Reputation: 8579
I am currently making the following openGL calls onDrawFrame() in an android GLSurfaceView():
GLES20.glActiveTexture(GLES20.GL_TEXTURE0);
GLES20.glBindTexture(GLES20.GL_TEXTURE_2D, cameraTexture[0]);
GLES20.glTexImage2D(GLES20.GL_TEXTURE_2D, 0, GLES20.GL_LUMINANCE, camPreviewSize.width, camPreviewSize.height, 0, GLES20.GL_LUMINANCE, GLES20.GL_UNSIGNED_BYTE, ByteBuffer.wrap(yArray));
GLES20.glTexParameterf(GLES20.GL_TEXTURE_2D, GLES20.GL_TEXTURE_MIN_FILTER, GLES20.GL_LINEAR);
I need to do this (or something like it) every frame because I am processing a live feed from an android camera preview with a custom callback method using android's setPreviewCallback()
functionality within the camera, but my garbage collection is going absolutely wild (the following repeats about 10x a second!):
....
GC_FOR_ALLOC freed 1530K, 42% free 3671K/6307K, paused 18ms
GC_FOR_ALLOC freed 1530K, 42% free 3671K/6307K, paused 22ms
GC_FOR_ALLOC freed 1530K, 42% free 3671K/6307K, paused 25ms
GC_FOR_ALLOC freed 1530K, 42% free 3671K/6307K, paused 20ms
GC_FOR_ALLOC freed 1530K, 42% free 3671K/6307K, paused 20ms
GC_FOR_ALLOC freed 1530K, 42% free 3671K/6307K, paused 16ms
GC_FOR_ALLOC freed 1530K, 42% free 3671K/6307K, paused 22ms
....
yArray
is a byte array, and I wrap it to a buffer. I've done profiling using DDMS, and indeed the majority of allocations are byte arrays, and from the reading I have done on the wrap function, it seems as though it may create an underlying byte[] on a call to wrap, which will then be collected by the GC after it is used as a texture.
How can I reduce the number of allocations? Should I change by GL calls somehow? It seems like I could just be reusing the same byte array instead, but I'm not sure how.
Any help would be so appreciated! This amount of garbage scares me!
Upvotes: 1
Views: 1275
Reputation: 8579
There is a well documented android bug relating to the setPreviewCallback()

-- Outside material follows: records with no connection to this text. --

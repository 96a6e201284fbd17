//! Project editing session
//!
//! Binds the hotspot store and the hierarchy navigator to one project form.
//! The UI layer calls these command methods in response to user actions;
//! uploads go through the image pipeline, everything else is synchronous.

use tracing::{debug, info};

use crate::config::ImageSettings;
use crate::error::{Error, Result};
use crate::media;
use crate::notice::Notice;
use crate::slug::slugify;
use crate::state::data::{Hotspot, HotspotKind};
use crate::state::edit::HotspotPatch;
use crate::state::hotspots::{DeletePolicy, HotspotStore};
use crate::state::library::{ProjectForm, ProjectLibrary};
use crate::state::navigator::HierarchyNavigator;
use crate::storage::ProjectStore;

/// State of the create/edit project form
#[derive(Debug, Clone, Default)]
pub struct ProjectEditor {
    images: ImageSettings,
    /// Name of the project being edited, `None` when creating
    editing: Option<String>,
    /// Root panorama, either newly uploaded or the existing one
    root_image: Option<String>,
    /// Whether `root_image` was uploaded in this session
    root_replaced: bool,
    logo: Option<String>,
    store: HotspotStore,
    navigator: HierarchyNavigator,
}

impl ProjectEditor {
    pub fn new(images: ImageSettings) -> Self {
        Self {
            images,
            ..Self::default()
        }
    }

    /// Start editing an existing project
    pub fn open_existing<P: ProjectStore, F: ProjectStore>(
        &mut self,
        library: &ProjectLibrary<P, F>,
        name: &str,
    ) -> Result<()> {
        let project = library
            .get(name)
            .ok_or_else(|| Error::NotFound(format!("project '{}'", name)))?;

        self.reset();
        self.editing = Some(name.to_string());
        self.root_image = Some(project.image.clone());
        self.store = HotspotStore::from_vec(project.hotspots.clone());

        info!(project = name, hotspots = self.store.len(), "editing project");
        Ok(())
    }

    pub fn editing(&self) -> Option<&str> {
        self.editing.as_deref()
    }

    pub fn store(&self) -> &HotspotStore {
        &self.store
    }

    pub fn navigator(&self) -> &HierarchyNavigator {
        &self.navigator
    }

    /// Upload a new root panorama. Editing restarts at the root.
    pub async fn upload_root_image(&mut self, bytes: Vec<u8>) -> Result<()> {
        let image = media::compress(bytes, self.images.panorama).await?;
        self.root_image = Some(image);
        self.root_replaced = true;
        self.navigator.reset();
        Ok(())
    }

    pub async fn upload_logo(&mut self, bytes: Vec<u8>) -> Result<()> {
        self.logo = Some(media::compress(bytes, self.images.logo).await?);
        Ok(())
    }

    pub fn remove_logo(&mut self) {
        self.logo = None;
    }

    /// Attach a child panorama to a hotspot. Returns `false` if the
    /// hotspot disappeared while the image was being compressed.
    pub async fn upload_hotspot_image(&mut self, id: &str, bytes: Vec<u8>) -> Result<bool> {
        let image = media::compress(bytes, self.images.panorama).await?;
        Ok(self.update_hotspot(id, &HotspotPatch::new().target_image(image)))
    }

    /// Panorama currently being edited
    pub fn current_panorama(&self) -> Option<&str> {
        let root = self.root_image.as_deref()?;
        Some(self.navigator.current_panorama(&self.store, root))
    }

    /// Hotspots placed on the current panorama
    pub fn visible_hotspots(&self) -> Vec<&Hotspot> {
        self.navigator.visible(&self.store)
    }

    /// Place a hotspot on the current panorama
    pub fn add_hotspot(&mut self, pitch: f64, yaw: f64) -> Result<String> {
        if self.root_image.is_none() {
            return Err(Error::Validation("Select a 360° image first.".to_string()));
        }
        let parent = self.navigator.current_parent().map(str::to_string);
        let hotspot = self.store.add(pitch, yaw, parent.as_deref())?;
        Ok(hotspot.id.clone())
    }

    /// Clearing the target of a level the editor is inside moves the
    /// editor out of it.
    pub fn update_hotspot(&mut self, id: &str, patch: &HotspotPatch) -> bool {
        let updated = self.store.update(id, patch);
        self.navigator.repair(&self.store);
        updated
    }

    pub fn change_type(&mut self, id: &str, kind: HotspotKind) -> bool {
        self.store.change_type(id, kind)
    }

    pub fn move_hotspot(&mut self, id: &str, delta_yaw: f64, delta_pitch: f64) -> bool {
        self.store.move_by(id, delta_yaw, delta_pitch)
    }

    pub fn center_hotspot(&mut self, id: &str, pitch: f64, yaw: f64) -> bool {
        self.store.center(id, pitch, yaw)
    }

    /// Removing the level the editor is inside (or one above it) moves
    /// the editor to the deepest level still reachable.
    pub fn remove_hotspot(&mut self, id: &str, policy: DeletePolicy) -> usize {
        let removed = self.store.remove_with(id, policy);
        if self.navigator.repair(&self.store) {
            info!(hotspot = id, "editor moved out of a removed panorama");
        }
        removed
    }

    pub fn remove_all_hotspots(&mut self) {
        self.store.remove_all();
        self.navigator.reset();
    }

    /// Edit the panorama behind a linked hotspot
    pub fn enter(&mut self, id: &str) -> Result<()> {
        self.navigator.descend_into(&self.store, id)?;
        debug!(hotspot = id, "entered hotspot");
        Ok(())
    }

    /// Go back to the panorama containing the current one
    pub fn back(&mut self) {
        self.navigator.ascend_to_parent(&self.store);
    }

    /// Validate and save the form into the library. A blank name is
    /// derived from the title. The editor is reset after a successful save.
    pub fn submit<P: ProjectStore, F: ProjectStore>(
        &mut self,
        library: &mut ProjectLibrary<P, F>,
        name: &str,
        title: &str,
    ) -> Result<Notice> {
        let name = if name.trim().is_empty() {
            slugify(title)
        } else {
            name.to_string()
        };

        let form = ProjectForm {
            name,
            title: title.to_string(),
            editing: self.editing.clone(),
            image: if self.editing.is_none() || self.root_replaced {
                self.root_image.clone()
            } else {
                None
            },
            logo: self.logo.clone(),
            hotspots: self.store.hotspots().to_vec(),
        };

        let notice = library.save_project(form)?;
        self.reset();
        Ok(notice)
    }

    /// Clear the form
    pub fn reset(&mut self) {
        *self = Self::new(self.images.clone());
    }
}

method that causes excessive garbage collection. The solution to this problem is to use the newer method setPreviewCallbackWithBuffer
where you preallocate a buffer that is added and re-added on every fram with the addCallbackBuffer
method:
public void surfaceChanged(SurfaceHolder holder, int format, int w, int h) {
...
mCamera.addCallbackBuffer(callbackBuffer);
mCamera.setPreviewCallbackWithBuffer(class that implements PreviewCallback);
...
}
and in the onPreviewFrame function the buffer must be added again:
public void onPreviewFrame(byte[] yuvArray, Camera camera) {
...
camera.addCallbackBuffer(callbackBuffer);
...
}
to address the initial suspicion that ByteBuffer.wrap()
is allocating memory in the GL calls: it is not. It will actually use the underlying array (yArray
in the provided code) and will not allocate new memory to be garbage collected.
Upvotes: 4
Reputation: 3528
You're creating a new ByteBuffer
instance on every onDrawFrame
call, which is immediately garbage and collected. You'd need this only when the size of the data changed, and thus the texture size dimensions itself. I don't think this's likely.
Preallocate the ByteBuffer
one time and update its content via bulk methods.